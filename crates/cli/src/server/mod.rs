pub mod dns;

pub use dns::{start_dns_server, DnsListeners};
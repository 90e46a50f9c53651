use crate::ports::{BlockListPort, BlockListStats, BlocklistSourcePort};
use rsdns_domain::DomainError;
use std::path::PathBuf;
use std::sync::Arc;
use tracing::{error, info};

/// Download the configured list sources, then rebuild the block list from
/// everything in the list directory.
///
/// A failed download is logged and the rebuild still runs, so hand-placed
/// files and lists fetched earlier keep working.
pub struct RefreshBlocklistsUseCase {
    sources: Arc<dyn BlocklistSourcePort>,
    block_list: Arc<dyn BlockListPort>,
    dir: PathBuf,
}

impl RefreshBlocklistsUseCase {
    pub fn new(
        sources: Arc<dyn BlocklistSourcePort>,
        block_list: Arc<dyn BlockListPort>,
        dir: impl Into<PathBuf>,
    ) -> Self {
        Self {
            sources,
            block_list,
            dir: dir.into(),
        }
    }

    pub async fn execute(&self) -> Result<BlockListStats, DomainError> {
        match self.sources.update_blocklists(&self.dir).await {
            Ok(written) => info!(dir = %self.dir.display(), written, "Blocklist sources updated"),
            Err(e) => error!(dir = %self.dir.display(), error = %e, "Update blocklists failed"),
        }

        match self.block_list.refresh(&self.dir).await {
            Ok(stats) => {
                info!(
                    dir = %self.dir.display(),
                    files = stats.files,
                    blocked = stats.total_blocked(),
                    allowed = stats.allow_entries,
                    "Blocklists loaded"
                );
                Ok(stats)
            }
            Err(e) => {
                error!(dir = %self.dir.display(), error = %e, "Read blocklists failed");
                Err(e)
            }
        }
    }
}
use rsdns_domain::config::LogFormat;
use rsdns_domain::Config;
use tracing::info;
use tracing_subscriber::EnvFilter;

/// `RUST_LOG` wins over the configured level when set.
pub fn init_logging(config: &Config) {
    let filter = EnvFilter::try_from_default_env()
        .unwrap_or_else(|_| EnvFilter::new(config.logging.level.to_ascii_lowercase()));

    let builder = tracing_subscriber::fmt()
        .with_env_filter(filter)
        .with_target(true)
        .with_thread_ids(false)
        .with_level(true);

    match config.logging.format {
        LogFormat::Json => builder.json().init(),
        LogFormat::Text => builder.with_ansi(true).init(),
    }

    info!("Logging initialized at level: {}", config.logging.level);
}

::::

__Aim of the task__.
Among the records, find every line with the word "files" and copy it.

__Output of the task__.
/// files and lists fetched earlier keep working.
                    files = stats.files,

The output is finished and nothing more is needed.